The way flight crew trainees learn is changing as cockpit automation, the pilot’s role and the learning process itself reshape approaches to aviation training.

“We don’t just want to do what we’ve done for the last 20 years for the next 20 years,” Boeing Aviation Services development lead for the 737 MAX training development program Scott Andersen said. “Who are the pilots that are going to fill the pipeline? They are not the people who have sat in those seats for the last 20 years.”

When Andersen created the Boeing 737 MAX curriculum, it was clear a new approach was needed. 

“Our training program needed to fit the learning style and collaborative approaches that students of today need to be applying in the flight deck,” he said. “We’re not only going to create good quality pilots; we’re going to create good crews. We have lot of automation in the aircraft now. We have to think about things differently.” 

Rather than the old-school approach of sitting in a classroom and being lectured, Boeing is adopting a facilitated learning approach that encourages pilot trainees to learn in groups and to use theory to solve problems. Students are left to figure out which tools they should apply for themselves.

“Just think about the exact opposite of a lecture. Facilitated learning means you’re going to tell me something. If you can teach me something, it shows the highest degree of learning,” Andersen said. “I am managing your learning; I am not responsible for your learning.”

Boeing’s 737 MAX trainees give demonstrations to their peers, working from flat-panel trainers in interactive classrooms that have been designed to fit the learning style of next-generation trainees. 

Unlike a full-flight simulator (FFS), which does what it is programmed to do, the flat-panel trainer “knows right from wrong,” Andersen explains. The device—designed specifically for the 737 MAX by Boeing and simulation equipment supplier TRU Simulation—can introduce and demonstrate systems, giving trainees a safe place to learn and practice. After just 48 hours of flat-panel training, the students rapidly progress to FFS training, so they can use what they learned in the wider context of the aircraft.

“The first time on a full-flight simulator is an immense culture shock. You know that there’s a [physical] switch; you’re just not prepared for it to actually be there,” Andersen said.

With that in mind, the flat-panel trainers support a range of touch-screen movements, including pinch and twist, as well as pull-and-slide motions.

Similarly, the structure of the training has changed, from being a list of chapters in a reference manual to something that more closely reflects real life. 

“We are not going to teach systems by chapter. We start with [the idea of] walking out to a cold dark aircraft, then we go through the process of the flight, through to descent and shut down. When they take on information, we want them to know what to do with it, rather than waiting for the magic day when it all makes sense,” Andersen said.

However, Boeing has yet to decide whether it will apply this new approach to 777X training. 777 flight crews typically have more experience and have been through type ratings before.

“The 777X will be our next new aircraft. We are looking at the processes now, but it is a completely different pilot mix,” Andersen explained.
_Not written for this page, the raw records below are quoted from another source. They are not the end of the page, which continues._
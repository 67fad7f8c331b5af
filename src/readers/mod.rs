pub mod daily_reader;
pub mod dataset_loader;
pub mod hourly_reader;

pub use daily_reader::DailyReader;
pub use dataset_loader::{DatasetLoader, LoadedDataset};
pub use hourly_reader::HourlyReader;
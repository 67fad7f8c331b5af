use crate::models::{Dataset, DateRange, HourlyRecord};
use crate::processors::normalizer::{ATEMP_RANGE, HUM_RANGE, TEMP_RANGE};
use chrono::NaiveDate;
use std::collections::{BTreeMap, HashSet};
use validator::Validate;

#[derive(Debug, Clone, Default)]
pub struct IntegrityReport {
    pub hourly_records: usize,
    pub daily_records: usize,
    pub daily_span: Option<DateRange>,
    pub violations: Vec<Violation>,
}

#[derive(Debug, Clone)]
pub struct Violation {
    pub date: NaiveDate,
    pub violation_type: ViolationType,
    pub details: String,
}

#[derive(Debug, Clone, Copy, PartialEq, Eq, PartialOrd, Ord)]
pub enum ViolationType {
    InvalidHour,
    NotNormalized,
    OutOfPhysicalRange,
    OutsideDailySpan,
    DuplicateDay,
}

impl ViolationType {
    pub fn description(&self) -> &'static str {
        match self {
            ViolationType::InvalidHour => "hour outside 0-23",
            ViolationType::NotNormalized => "normalized field outside [0,1]",
            ViolationType::OutOfPhysicalRange => "value outside physical range",
            ViolationType::OutsideDailySpan => "hourly date outside daily span",
            ViolationType::DuplicateDay => "duplicate daily date",
        }
    }
}

impl IntegrityReport {
    pub fn is_clean(&self) -> bool {
        self.violations.is_empty()
    }

    pub fn counts_by_type(&self) -> BTreeMap<ViolationType, usize> {
        let mut counts = BTreeMap::new();
        for violation in &self.violations {
            *counts.entry(violation.violation_type).or_insert(0) += 1;
        }
        counts
    }
}

/// Checks loaded tables against the data-model invariants. Violations are
/// reported, never fatal.
pub struct IntegrityChecker {
    max_details: usize,
}

impl IntegrityChecker {
    pub fn new() -> Self {
        Self { max_details: 10 }
    }

    pub fn with_max_details(max_details: usize) -> Self {
        Self { max_details }
    }

    /// Check freshly loaded tables, before normalization.
    pub fn check_raw(&self, dataset: &Dataset) -> IntegrityReport {
        let mut report = self.base_report(dataset);

        for record in &dataset.hourly {
            if record.validate().is_err() {
                report.violations.push(Violation {
                    date: record.date,
                    violation_type: ViolationType::InvalidHour,
                    details: format!("hour {}", record.hour),
                });
            }

            if !record.has_normalized_fields() {
                report.violations.push(Violation {
                    date: record.date,
                    violation_type: ViolationType::NotNormalized,
                    details: format!(
                        "hour {}: temp={}, atemp={}, hum={}",
                        record.hour, record.temp, record.atemp, record.hum
                    ),
                });
            }
        }

        self.check_spans(dataset, &mut report);
        report
    }

    /// Check the hourly table after denormalization.
    pub fn check_normalized(&self, dataset: &Dataset) -> IntegrityReport {
        let mut report = self.base_report(dataset);

        for record in &dataset.hourly {
            if let Some(details) = physical_range_violation(record) {
                report.violations.push(Violation {
                    date: record.date,
                    violation_type: ViolationType::OutOfPhysicalRange,
                    details,
                });
            }
        }

        report
    }

    pub fn generate_summary(&self, report: &IntegrityReport) -> String {
        let span = report
            .daily_span
            .map(|s| s.to_string())
            .unwrap_or_else(|| "empty".to_string());

        let mut summary = format!(
            "Data Integrity Report\n\
            =====================\n\
            Hourly records: {}\n\
            Daily records: {}\n\
            Daily span: {}\n",
            report.hourly_records, report.daily_records, span
        );

        if report.is_clean() {
            summary.push_str("No violations found\n");
            return summary;
        }

        summary.push_str(&format!("Violations: {}\n", report.violations.len()));
        for (violation_type, count) in report.counts_by_type() {
            summary.push_str(&format!("  - {}: {}\n", violation_type.description(), count));
        }

        summary.push_str("\nFirst violations:\n");
        for violation in report.violations.iter().take(self.max_details) {
            summary.push_str(&format!("  {} {}\n", violation.date, violation.details));
        }

        summary
    }

    fn base_report(&self, dataset: &Dataset) -> IntegrityReport {
        IntegrityReport {
            hourly_records: dataset.hourly.len(),
            daily_records: dataset.daily.len(),
            daily_span: dataset.date_span(),
            violations: Vec::new(),
        }
    }

    fn check_spans(&self, dataset: &Dataset, report: &mut IntegrityReport) {
        let mut seen = HashSet::with_capacity(dataset.daily.len());
        for record in &dataset.daily {
            if !seen.insert(record.date) {
                report.violations.push(Violation {
                    date: record.date,
                    violation_type: ViolationType::DuplicateDay,
                    details: format!("{} appears more than once", record.date),
                });
            }
        }

        let Some(span) = report.daily_span else {
            return;
        };

        // One violation per offending date, not per hour
        let mut reported = HashSet::new();
        for record in &dataset.hourly {
            if !span.contains(record.date) && reported.insert(record.date) {
                report.violations.push(Violation {
                    date: record.date,
                    violation_type: ViolationType::OutsideDailySpan,
                    details: format!("{} not in {}", record.date, span),
                });
            }
        }
    }
}

impl Default for IntegrityChecker {
    fn default() -> Self {
        Self::new()
    }
}

fn physical_range_violation(record: &HourlyRecord) -> Option<String> {
    let checks = [
        ("temp", record.temp, TEMP_RANGE),
        ("atemp", record.atemp, ATEMP_RANGE),
        ("hum", record.hum, HUM_RANGE),
    ];

    let failures: Vec<String> = checks
        .iter()
        .filter(|(_, value, range)| !range.contains(*value))
        .map(|(name, value, range)| format!("{}={:.2} not in [{}, {}]", name, value, range.lo, range.hi))
        .collect();

    if failures.is_empty() {
        None
    } else {
        Some(format!("hour {}: {}", record.hour, failures.join(", ")))
    }
}

#[cfg(test)]
mod tests {
    use super::*;
    use crate::models::{DailyRecord, Season};

    fn d(day: u32) -> NaiveDate {
        NaiveDate::from_ymd_opt(2011, 1, day).unwrap()
    }

    fn clean_dataset() -> Dataset {
        Dataset::new(
            vec![
                HourlyRecord::with_derived_bucket(d(1), 0, Season::Winter, 0.2, 0.3, 0.8, 16),
                HourlyRecord::with_derived_bucket(d(2), 13, Season::Winter, 0.4, 0.4, 0.6, 40),
            ],
            vec![
                DailyRecord::new(d(1), Season::Winter, 985),
                DailyRecord::new(d(2), Season::Winter, 801),
            ],
        )
    }

    #[test]
    fn test_clean_data_has_no_violations() {
        let checker = IntegrityChecker::new();
        let report = checker.check_raw(&clean_dataset());

        assert!(report.is_clean());
        assert_eq!(report.hourly_records, 2);
        assert!(checker.generate_summary(&report).contains("No violations found"));
    }

    #[test]
    fn test_detects_raw_violations() {
        let mut dataset = clean_dataset();
        dataset.hourly.push(HourlyRecord::with_derived_bucket(
            d(5),
            25,
            Season::Winter,
            1.4,
            0.3,
            0.5,
            3,
        ));
        dataset.daily.push(DailyRecord::new(d(2), Season::Winter, 1));

        let checker = IntegrityChecker::new();
        let report = checker.check_raw(&dataset);
        let counts = report.counts_by_type();

        assert_eq!(counts.get(&ViolationType::InvalidHour), Some(&1));
        assert_eq!(counts.get(&ViolationType::NotNormalized), Some(&1));
        assert_eq!(counts.get(&ViolationType::OutsideDailySpan), Some(&1));
        assert_eq!(counts.get(&ViolationType::DuplicateDay), Some(&1));
        assert!(checker.generate_summary(&report).contains("Violations: 4"));

        let brief = IntegrityChecker::with_max_details(1).generate_summary(&report);
        assert_eq!(brief.lines().filter(|l| l.starts_with("  2011-")).count(), 1);
    }

    #[test]
    fn test_physical_range_after_normalization() {
        let mut dataset = clean_dataset();
        dataset.hourly[0].temp = 12.0;
        dataset.hourly[0].atemp = 14.0;
        dataset.hourly[0].hum = 80.0;
        dataset.hourly[1].temp = 45.0;
        dataset.hourly[1].atemp = 20.0;
        dataset.hourly[1].hum = 60.0;

        let report = IntegrityChecker::new().check_normalized(&dataset);

        assert_eq!(report.violations.len(), 1);
        assert_eq!(report.violations[0].violation_type, ViolationType::OutOfPhysicalRange);
        assert!(report.violations[0].details.contains("temp=45.00"));
    }
}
Training company L-3 CTS also sees a greater role and increased demand for lower-level trainers. “Full-flight simulators are associated with checks and the risk of losing your licence,” L-3 CTS VP airline training Robin Glover-Faure said. Therefore, it makes sense to place trainers in crew rooms where pilots can self-train and practice in a less stressful setting. 

The pilot shortage also means that younger and less-experienced pilots—with the learning profile described by Boeing—will need to progress more rapidly to the left-hand seat. “That’s only going to increase,” Glover-Faure said.

According to research released by training provider CAE, 180,000 first officers will need to transition to captain by 2027 to meet growing demand (see sidebar). This is more than in any previous decade. Previously a command would take eight to 10 years, but this is no longer the case.

“We are not selecting people to be first officers; we are selecting them to be captains,” CAE Group president, civil aviation training solutions Nick Leontidis said. “They [airlines] can no longer recruit experienced pilots from the street; they are going to have to think and plan  ahead much earlier.”

The knock-on effect is clear. Increased demand for pilots increases the need for younger recruits, who will quickly progress to senior positions with less experience. On the plus side, this generation has huge exposure to technology—Leontidis said video games build up core skills that are beneficial to pilots—but tapping those skills requires a new approach. Technology has changed, so learning must change too.